INPUT MATERIAL |
*** Begin section ***

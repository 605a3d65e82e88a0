//! Lumina Core Domain Logic
//!
//! This crate contains:
//! - Application state management
//! - Grid selection model
//! - Notification store
//! - Host process client
//! - Configuration
//! - Error types

pub mod config;
pub mod error;
pub mod host;
pub mod library;
pub mod notifications;
pub mod selection;
pub mod state;

pub use config::{AppConfig, GeneralConfig, GridConfig, ImportConfig, SortOrder};
pub use error::AppError;
pub use host::{CallOutcome, HostClient, HostError, HostTransport, SocketTransport};
pub use library::LibraryState;
pub use notifications::{
    Notification, NotificationCenter, NotificationKind, NotificationPatch, OutcomeText,
    TaskOptions, Toast, ToastSink,
};
pub use selection::{ClickModifiers, SelectionState};
pub use state::AppState;
//! Top frame bar
//!
//! Hosts the library picker, import entry point, the compact task peek
//! indicator and the notification toggle.

use app_core::Notification;
use egui::Ui;
use host_proto::Library;

use crate::components::library_picker::{LibraryPicker, PickerAction};
use crate::theme::Theme;

/// Action emitted by the frame bar
#[derive(Debug, Clone)]
pub enum FrameBarAction {
    Picker(PickerAction),
    Import,
    ToggleNotifications,
}

/// Top bar spanning the window width
pub struct FrameBar {
    picker: LibraryPicker,
}

impl FrameBar {
    pub fn new() -> Self {
        Self {
            picker: LibraryPicker::new(),
        }
    }

    pub fn ui(
        &mut self,
        ui: &mut Ui,
        libraries: &[Library],
        selected_id: Option<&str>,
        peek: Option<&Notification>,
        notification_count: usize,
        theme: &Theme,
    ) -> Option<FrameBarAction> {
        let mut action = None;

        ui.horizontal(|ui| {
            if let Some(a) = self.picker.ui(ui, libraries, selected_id, theme) {
                action = Some(FrameBarAction::Picker(a));
            }

            if ui
                .add_enabled(selected_id.is_some(), egui::Button::new("⬆ Import"))
                .clicked()
            {
                action = Some(FrameBarAction::Import);
            }

            ui.with_layout(egui::Layout::right_to_left(egui::Align::Center), |ui| {
                let bell = if notification_count > 0 {
                    format!("🔔 {}", notification_count)
                } else {
                    "🔔".to_string()
                };
                if ui.button(bell).clicked() {
                    action = Some(FrameBarAction::ToggleNotifications);
                }

                // Compact indicator for the newest in-flight task
                if let Some(task) = peek {
                    ui.add(egui::Spinner::new().size(14.0));
                    let text = task.peek.as_deref().unwrap_or(task.title.as_str());
                    ui.label(
                        egui::RichText::new(text)
                            .color(theme.text_secondary)
                            .small(),
                    );
                }
            });
        });

        action
    }
}

impl Default for FrameBar {
    fn default() -> Self {
        Self::new()
    }
}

*** End section ***

Work out how many lines of the preceding data contain the word "ToggleNotifications". Reply with that number only.

WRITTEN SOLUTION |
2